Dennis Monokroussos' Radio ChessBase lectures begin on Wednesdays at 9 p.m. EST, which translates to 02:00h GMT, 03:00 Paris/Berlin, 13:00h Sydney (on Thursday). Other time zones can be found at the bottom of this page. You can use Fritz or any Fritz-compatible program (Shredder, Junior, Tiger, Hiarcs) to follow the lectures, or download a free trial client.

You can find the exact times for different locations in the world at World Time and Date. Exact times for most larger cities are here. And you can watch older lectures by Dennis Monokroussos offline in the Chess Media System room of Playchess:

Enter the above archive room and click on "Games" to see the lectures. The lectures, which can go for an hour or more, will cost you between one and two ducats. That is the equivalent of 10-20 Euro cents (14-28 US cents).



Monokroussos in Mexico: World Championship 2007
 

Dennis Monokroussos is 41, lives in South Bend, IN, where he teaches chess and occasionally works as an adjunct professor of philosophy at the University of Notre Dame and Indiana University-South Bend.

At one time he was one of the strongest juniors in the U.S. and has reached a peak rating of 2434 USCF, but several long breaks from tournament play have made him rusty. He is now resuming tournament chess in earnest, hoping to reach new heights.

Dennis has been working as a chess teacher for ten years now, giving lessons to adults and kids both in person and on the internet, worked for a number of years for New York’s Chess In The Schools program, where he was one of the coaches of the 1997-8 US K-8 championship team from the Bronx, and was very active in working with many of CITS’s most talented juniors.

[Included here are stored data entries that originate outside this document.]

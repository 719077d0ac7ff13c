//! Geometric transform engine.
//!
//! Pure per-frame image math, applied independently to each eye:
//!
//! 1. `translate` — align the raw frame on the working canvas
//! 2. `undistort` — invert the headset lens's radial warp
//! 3. `translate` — shared positional correction of the corrected image
//! 4. `crop` — cut the usable sub-rectangle
//!
//! The order is significant: the radial correction runs on an
//! already-translated image and the second translation repositions its output
//! before the crop. Both binaries and both concurrency shapes call this one
//! engine; there is no second copy of the math.
//!
//! The lens model is the Brown-Conrady polynomial: a destination pixel is
//! normalized through the pinhole matrix, pushed through the forward
//! distortion model and sampled bilinearly from the source — the standard
//! inverse-mapping formulation, so no iterative solve is needed.

use image::{Rgb, RgbImage};

use crate::params::TuningParams;
use crate::Eye;

/// Pinhole camera matrix (fx, 0, cx; 0, fy, cy; 0, 0, 1).
#[derive(Clone, Copy, Debug, PartialEq)]
pub struct CameraMatrix {
    pub fx: f64,
    pub fy: f64,
    pub cx: f64,
    pub cy: f64,
}

/// Brown-Conrady distortion coefficients.
///
/// k1..k3 are the radial terms (r², r⁴, r⁶), p1/p2 the tangential terms.
/// k1 > 0 corrects toward barrel, k1 < 0 toward pincushion.
#[derive(Clone, Copy, Debug, PartialEq)]
pub struct DistortionCoeffs {
    pub k1: f64,
    pub k2: f64,
    pub k3: f64,
    pub p1: f64,
    pub p2: f64,
}

/// Fixed correction for the target headset's lenses. Calibration data, not
/// something the code derives; retune when the optics change.
pub const HMD_LENS: DistortionCoeffs = DistortionCoeffs {
    k1: 0.22,
    k2: 0.24,
    k3: 0.0,
    p1: 0.0,
    p2: 0.0,
};

/// Everything one eye's pipeline pass needs, resolved from a parameter
/// snapshot so a frame is corrected with one consistent set of values.
#[derive(Clone, Copy, Debug)]
pub struct FramePlan {
    pub matrix: CameraMatrix,
    pub distortion: DistortionCoeffs,
    /// Per-eye alignment plus the shared pre-distortion offset.
    pub pre_dx: i64,
    pub pre_dy: i64,
    /// Shared post-distortion offset.
    pub post_dx: i64,
    pub post_dy: i64,
    /// left, right, top, bottom margins.
    pub crop: (u32, u32, u32, u32),
    pub canvas_width: u32,
    pub canvas_height: u32,
}

/// Resolve the pipeline plan for one eye from a parameter snapshot.
pub fn plan_for(params: &TuningParams, eye: Eye) -> FramePlan {
    let (fx, fy, cx, cy, align_x, align_y) = match eye {
        Eye::Left => (
            params.fx_left,
            params.fy_left,
            params.cx_left,
            params.cy_left,
            params.align_x_left,
            params.align_y_left,
        ),
        Eye::Right => (
            params.fx_right,
            params.fy_right,
            params.cx_right,
            params.cy_right,
            params.align_x_right,
            params.align_y_right,
        ),
    };

    FramePlan {
        matrix: CameraMatrix { fx, fy, cx, cy },
        distortion: HMD_LENS,
        pre_dx: (align_x + params.pre_offset_x).round() as i64,
        pre_dy: (align_y + params.pre_offset_y).round() as i64,
        post_dx: params.post_offset_x.round() as i64,
        post_dy: params.post_offset_y.round() as i64,
        crop: params.crop_margins(),
        canvas_width: params.canvas_width(),
        canvas_height: params.canvas_height(),
    }
}

/// Run the full fixed pipeline for one eye.
///
/// The result may be empty when the crop margins are degenerate; callers
/// treat that as a recoverable per-frame fault, not an error.
pub fn correct_frame(raw: &RgbImage, plan: &FramePlan) -> RgbImage {
    let aligned = translate(
        raw,
        plan.pre_dx,
        plan.pre_dy,
        plan.canvas_width,
        plan.canvas_height,
    );
    let corrected = undistort(&aligned, &plan.matrix, &plan.distortion);
    let positioned = translate(
        &corrected,
        plan.post_dx,
        plan.post_dy,
        plan.canvas_width,
        plan.canvas_height,
    );
    let (left, right, top, bottom) = plan.crop;
    crop(&positioned, left, right, top, bottom)
}

/// Shift an image by (dx, dy) onto a fixed-size canvas.
///
/// Pixels leaving the canvas are dropped; newly exposed pixels are black.
/// Offsets are whole pixels (the tuning keys only ever move in integer
/// steps), which keeps the shift lossless.
pub fn translate(image: &RgbImage, dx: i64, dy: i64, canvas_w: u32, canvas_h: u32) -> RgbImage {
    let mut out = RgbImage::new(canvas_w, canvas_h);

    // Overlap of the shifted source with the canvas, in canvas coordinates.
    let x0 = dx.max(0).min(canvas_w as i64);
    let y0 = dy.max(0).min(canvas_h as i64);
    let x1 = (image.width() as i64 + dx).clamp(0, canvas_w as i64);
    let y1 = (image.height() as i64 + dy).clamp(0, canvas_h as i64);

    for y in y0..y1 {
        for x in x0..x1 {
            let src = *image.get_pixel((x - dx) as u32, (y - dy) as u32);
            out.put_pixel(x as u32, y as u32, src);
        }
    }
    out
}

/// Remove lens distortion via inverse mapping through the pinhole matrix.
pub fn undistort(image: &RgbImage, matrix: &CameraMatrix, coeffs: &DistortionCoeffs) -> RgbImage {
    let (width, height) = image.dimensions();
    let mut out = RgbImage::new(width, height);

    for v in 0..height {
        for u in 0..width {
            // Normalize, distort forward, unnormalize: where in the source
            // does this corrected pixel come from?
            let x = (u as f64 - matrix.cx) / matrix.fx;
            let y = (v as f64 - matrix.cy) / matrix.fy;
            let r2 = x * x + y * y;
            let radial = 1.0 + coeffs.k1 * r2 + coeffs.k2 * r2 * r2 + coeffs.k3 * r2 * r2 * r2;
            let x_d = x * radial + 2.0 * coeffs.p1 * x * y + coeffs.p2 * (r2 + 2.0 * x * x);
            let y_d = y * radial + coeffs.p1 * (r2 + 2.0 * y * y) + 2.0 * coeffs.p2 * x * y;
            let src_u = matrix.fx * x_d + matrix.cx;
            let src_v = matrix.fy * y_d + matrix.cy;
            out.put_pixel(u, v, sample_bilinear(image, src_u, src_v));
        }
    }
    out
}

/// Cut the sub-rectangle x ∈ [left, w-right), y ∈ [top, h-bottom).
///
/// Degenerate margins produce an empty image rather than a panic; the frame
/// pipeline skips such frames and keeps running.
pub fn crop(image: &RgbImage, left: u32, right: u32, top: u32, bottom: u32) -> RgbImage {
    let (width, height) = image.dimensions();
    let x_end = width.saturating_sub(right);
    let y_end = height.saturating_sub(bottom);
    if left >= x_end || top >= y_end {
        return RgbImage::new(0, 0);
    }
    image::imageops::crop_imm(image, left, top, x_end - left, y_end - top).to_image()
}

/// Bilinear sample with black outside the source bounds.
fn sample_bilinear(image: &RgbImage, x: f64, y: f64) -> Rgb<u8> {
    let (width, height) = image.dimensions();
    if x < 0.0 || y < 0.0 || x > (width - 1) as f64 || y > (height - 1) as f64 {
        return Rgb([0, 0, 0]);
    }

    let x0 = x.floor() as u32;
    let y0 = y.floor() as u32;
    let x1 = (x0 + 1).min(width - 1);
    let y1 = (y0 + 1).min(height - 1);
    let fx = x - x0 as f64;
    let fy = y - y0 as f64;

    let p00 = image.get_pixel(x0, y0);
    let p10 = image.get_pixel(x1, y0);
    let p01 = image.get_pixel(x0, y1);
    let p11 = image.get_pixel(x1, y1);

    let mut out = [0u8; 3];
    for c in 0..3 {
        let top = p00[c] as f64 * (1.0 - fx) + p10[c] as f64 * fx;
        let bottom = p01[c] as f64 * (1.0 - fx) + p11[c] as f64 * fx;
        out[c] = (top * (1.0 - fy) + bottom * fy).round().clamp(0.0, 255.0) as u8;
    }
    Rgb(out)
}

// ----------------------------------------------------------------------------
// Tests
// ----------------------------------------------------------------------------

#[cfg(test)]
mod tests {
    use super::*;
    use crate::params::TuningParams;

    fn gradient(width: u32, height: u32) -> RgbImage {
        RgbImage::from_fn(width, height, |x, y| {
            Rgb([(x % 256) as u8, (y % 256) as u8, ((x + y) % 256) as u8])
        })
    }

    const NO_DISTORTION: DistortionCoeffs = DistortionCoeffs {
        k1: 0.0,
        k2: 0.0,
        k3: 0.0,
        p1: 0.0,
        p2: 0.0,
    };

    #[test]
    fn translate_round_trips_on_the_interior() {
        let img = gradient(64, 48);
        let shifted = translate(&img, 7, -5, 64, 48);
        let back = translate(&shifted, -7, 5, 64, 48);
        // Interior pixels survive the round trip; only the clipped border may
        // have been filled with black.
        for y in 5..43 {
            for x in 0..57 {
                assert_eq!(back.get_pixel(x, y), img.get_pixel(x, y), "at ({x},{y})");
            }
        }
    }

    #[test]
    fn translate_fills_exposed_pixels_with_black() {
        let img = gradient(16, 16);
        let shifted = translate(&img, 4, 0, 16, 16);
        for y in 0..16 {
            for x in 0..4 {
                assert_eq!(*shifted.get_pixel(x, y), Rgb([0, 0, 0]));
            }
        }
        assert_eq!(shifted.get_pixel(4, 3), img.get_pixel(0, 3));
    }

    #[test]
    fn translate_resizes_onto_the_canvas() {
        let img = gradient(100, 100);
        let out = translate(&img, 0, 0, 40, 30);
        assert_eq!(out.dimensions(), (40, 30));
        assert_eq!(out.get_pixel(10, 10), img.get_pixel(10, 10));
    }

    #[test]
    fn undistort_with_zero_coefficients_is_identity() {
        let img = gradient(40, 30);
        // Power-of-two intrinsics keep the normalize/unnormalize round trip
        // exact, so the identity holds pixel-for-pixel.
        let matrix = CameraMatrix {
            fx: 256.0,
            fy: 128.0,
            cx: 16.0,
            cy: 8.0,
        };
        let out = undistort(&img, &matrix, &NO_DISTORTION);
        assert_eq!(out, img);
    }

    #[test]
    fn undistort_keeps_the_optical_center_fixed() {
        let mut img = RgbImage::new(41, 31);
        img.put_pixel(20, 15, Rgb([255, 255, 255]));
        let matrix = CameraMatrix {
            fx: 100.0,
            fy: 100.0,
            cx: 20.0,
            cy: 15.0,
        };
        let out = undistort(&img, &matrix, &HMD_LENS);
        // r = 0 at the principal point, so it maps to itself.
        assert_eq!(*out.get_pixel(20, 15), Rgb([255, 255, 255]));
    }

    #[test]
    fn undistort_pulls_corners_from_outside_the_source() {
        // With positive radial terms the corners reach outside the source
        // image and come back black.
        let img = RgbImage::from_pixel(41, 31, Rgb([200, 200, 200]));
        let matrix = CameraMatrix {
            fx: 20.0,
            fy: 20.0,
            cx: 20.0,
            cy: 15.0,
        };
        let out = undistort(&img, &matrix, &HMD_LENS);
        assert_eq!(*out.get_pixel(0, 0), Rgb([0, 0, 0]));
        assert_eq!(*out.get_pixel(40, 30), Rgb([0, 0, 0]));
        // The center remains lit.
        assert_eq!(*out.get_pixel(20, 15), Rgb([200, 200, 200]));
    }

    #[test]
    fn crop_obeys_the_size_law() {
        let img = gradient(720, 480);
        let out = crop(&img, 30, 170, 0, 80);
        assert_eq!(out.dimensions(), (520, 400));
        assert_eq!(out.get_pixel(0, 0), img.get_pixel(30, 0));
        assert_eq!(out.get_pixel(519, 399), img.get_pixel(549, 399));
    }

    #[test]
    fn degenerate_crop_is_empty_not_a_panic() {
        let img = gradient(100, 100);
        assert_eq!(crop(&img, 60, 50, 0, 0).dimensions(), (0, 0));
        assert_eq!(crop(&img, 0, 0, 70, 40).dimensions(), (0, 0));
        assert_eq!(crop(&img, 100, 0, 0, 0).dimensions(), (0, 0));
        // Margins that exactly exhaust an axis are also degenerate.
        assert_eq!(crop(&img, 50, 50, 0, 0).dimensions(), (0, 0));
    }

    #[test]
    fn default_plan_produces_the_documented_output_size() {
        let params = TuningParams::default();
        let raw = RgbImage::from_pixel(720, 480, Rgb([90, 120, 150]));

        let left = correct_frame(&raw, &plan_for(&params, Eye::Left));
        let right = correct_frame(&raw, &plan_for(&params, Eye::Right));

        assert_eq!(left.dimensions(), (520, 400));
        assert_eq!(right.dimensions(), (520, 400));
        // Default right-eye intrinsics are tied to the left eye's, so both
        // pipelines agree on identical input.
        assert_eq!(left, right);
    }

    #[test]
    fn plans_read_per_eye_intrinsics_independently() {
        let mut params = TuningParams::default();
        params.fx_right = 257.0;
        params.cx_right = 207.0;
        let left = plan_for(&params, Eye::Left);
        let right = plan_for(&params, Eye::Right);
        assert_eq!(left.matrix.fx, 350.0);
        assert_eq!(right.matrix.fx, 257.0);
        assert_eq!(right.matrix.cx, 207.0);
        assert_eq!(left.post_dx, right.post_dx);
        assert_eq!(left.crop, right.crop);
    }
}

When Dennis Monokroussos presents a game, there are usually two main areas of focus: the opening-to-middlegame transition and the key moments of the middlegame (or endgame, when applicable). With respect to the latter, he attempts to present some serious analysis culled from his best sources (both text and database), which he has checked with his own efforts and then double-checked with his chess software.